Матвей вдруг рассердился и воскликнул:
– Ты шибко-то не умничай! Думаешь, на машину накопил и поумнел разом, ага?
– Я же не хотел… обидеть… я.., – Андрей растерялся и не смог договорить.
– Не хотел он! Извозом заработал и теперь ходит, гордится. Посмотрите на меня, люди добрые, я тут брезгую жить! Люди ведь умерли. Ты их знал, с детства же знал!
– Ну послушай, дед Матвей, всегда можно найти хорошее место. Всегда можно найти, где тебе хорошо станут платить. Я потому и считаю, что сами виноваты.
– Ага! А работать кто будет, если все найдут, где хорошо платят? Да, Илья-то был неспособный к работе, мягкий чересчур. Можно даже сказать, слабый. Но Дашка на поле пахала, как проклятая! Каждый сезон! Куда бы она из деревни подалась? Туда же, куда и Ира? Нет, знаешь, ты эти рассуждения брось.
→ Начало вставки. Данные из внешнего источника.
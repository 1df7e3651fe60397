//! Host and reflexive candidate gathering.
//!
//! Host candidates come from the socket's bound address, or from the
//! interface table when the socket is bound to the unspecified address.
//! One Binding request to the configured STUN server contributes the
//! reflexive candidate; that query failing is never fatal.

use std::net::{IpAddr, SocketAddr};
use std::time::Duration;

use rand::RngCore;
use thiserror::Error;
use tokio::net::{lookup_host, UdpSocket};
use tokio::time::timeout;
use tracing::{debug, warn};

use crate::candidate::{self, Candidate};
use crate::config::Config;
use crate::error::Error;
use crate::role_tiebreaker;
use crate::stun::{Class, Message, MessageBuilder, Method};

/// Overall deadline for the reflexive-address query.
const STUN_TIMEOUT: Duration = Duration::from_secs(5);

/// Gather the local candidate list for the engine to advertise.
///
/// # Errors
///
/// Fails with [`Error::LoopbackNotSupported`] for a loopback-bound socket
/// and [`Error::Socket`] for OS failures. An unreachable STUN server is
/// logged and the reflexive candidate omitted.
pub(crate) async fn gather_candidates(
    sock: &UdpSocket,
    cfg: &Config,
) -> Result<Vec<Candidate>, Error> {
    let local = sock.local_addr()?;
    let mut found = host_candidates(local, cfg)?;

    if let Some(server) = cfg.stun_server.as_deref() {
        match query_reflexive(sock, server).await {
            Ok(addr) if is_blacklisted(&addr.ip(), cfg) => {
                debug!(%addr, "reflexive address blacklisted");
            }
            Ok(addr) => found.push(Candidate { addr, prio: 0 }),
            Err(err) => {
                warn!(server, %err, "reflexive address query failed, continuing without it");
            }
        }
    }

    let mut found = candidate::prune_duplicates(found);
    candidate::assign_priorities(&mut found);
    debug!(count = found.len(), "gathered local candidates");
    Ok(found)
}

/// Host candidates for the bound address: the interface table when bound
/// to the unspecified address, the single bound address otherwise. Every
/// discovered address must be global unicast and outside the blacklist.
fn host_candidates(local: SocketAddr, cfg: &Config) -> Result<Vec<Candidate>, Error> {
    let mut found = Vec::new();

    if local.ip().is_loopback() {
        return Err(Error::LoopbackNotSupported);
    } else if local.ip().is_unspecified() {
        for iface in netdev::get_interfaces() {
            if !cfg.use_interfaces.is_empty()
                && !cfg.use_interfaces.iter().any(|name| *name == iface.name)
            {
                continue;
            }
            let v4 = iface.ipv4.iter().map(|net| IpAddr::V4(net.addr()));
            let v6 = iface.ipv6.iter().map(|net| IpAddr::V6(net.addr()));
            for ip in v4.chain(v6) {
                if !is_global_unicast(&ip) {
                    continue;
                }
                if is_blacklisted(&ip, cfg) {
                    debug!(%ip, iface = %iface.name, "host address blacklisted");
                    continue;
                }
                found.push(Candidate {
                    addr: SocketAddr::new(ip, local.port()),
                    prio: 0,
                });
            }
        }
    } else if !is_global_unicast(&local.ip()) {
        debug!(addr = %local, "bound address is not global unicast");
    } else if is_blacklisted(&local.ip(), cfg) {
        debug!(addr = %local, "bound address blacklisted");
    } else {
        found.push(Candidate {
            addr: local,
            prio: 0,
        });
    }

    Ok(found)
}

#[derive(Debug, Error)]
enum StunQueryError {
    #[error("could not resolve server address")]
    Unresolvable,
    #[error("i/o failure: {0}")]
    Io(#[from] std::io::Error),
    #[error("no response from server")]
    Timeout,
    #[error("server response carried no usable address")]
    BadResponse,
}

/// One Binding request to the STUN server; the XOR-MAPPED-ADDRESS in its
/// response is our address as the public internet sees it.
async fn query_reflexive(
    sock: &UdpSocket,
    server: &str,
) -> Result<SocketAddr, StunQueryError> {
    let server_addr = lookup_host(server)
        .await
        .map_err(|_| StunQueryError::Unresolvable)?
        .next()
        .ok_or(StunQueryError::Unresolvable)?;

    let mut tid = [0u8; 12];
    rand::thread_rng().fill_bytes(&mut tid);
    let request = MessageBuilder::new(Class::Request, Method::Binding, tid)
        .ice_controlling(role_tiebreaker())
        .build();
    sock.send_to(&request, server_addr).await?;

    let mut buf = [0u8; 1024];
    let (n, _from) = timeout(STUN_TIMEOUT, sock.recv_from(&mut buf))
        .await
        .map_err(|_| StunQueryError::Timeout)??;

    let response =
        Message::parse(&buf[..n], None).map_err(|_| StunQueryError::BadResponse)?;
    if response.class != Class::Success || response.tid != tid {
        return Err(StunQueryError::BadResponse);
    }
    response.addr.ok_or(StunQueryError::BadResponse)
}

/// Global unicast: anything that is not unspecified, loopback, link-local
/// or multicast. Private-range addresses qualify.
fn is_global_unicast(ip: &IpAddr) -> bool {
    match ip {
        IpAddr::V4(v4) => {
            !(v4.is_unspecified()
                || v4.is_loopback()
                || v4.is_link_local()
                || v4.is_multicast()
                || v4.is_broadcast())
        }
        IpAddr::V6(v6) => {
            let link_local = (v6.segments()[0] & 0xffc0) == 0xfe80;
            !(v6.is_unspecified() || v6.is_loopback() || v6.is_multicast() || link_local)
        }
    }
}

fn is_blacklisted(ip: &IpAddr, cfg: &Config) -> bool {
    cfg.blacklist_addresses.iter().any(|net| net.contains(ip))
}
Не дожидаясь возражений, старик развернулся и направился в сторону дома. Вдыхая прохладный ночной воздух, он постепенно успокоился и уже не понимал, отчего так разозлился, и даже немного стыдился этого.
Проходя мимо строений, засыпанных черным песком, он неосознанно пробурчал себе под нос:
– Этот город самый гряз… фу ты, черт! Прилипло.
Из заводских труб валил дым, смешивался с рваными клочьями облаков и превращался в какие-то угрожающие тени, и накрывал все селение мрачным саваном, как бы подтверждая слова нелепой песенки.
3.
Утром Ирина и Матвей пошли на кладбище. День выдался пасмурный и сырой, падал мокрый снег, слякоть под ногами расползлась еще больше, так что даже сапоги вязли.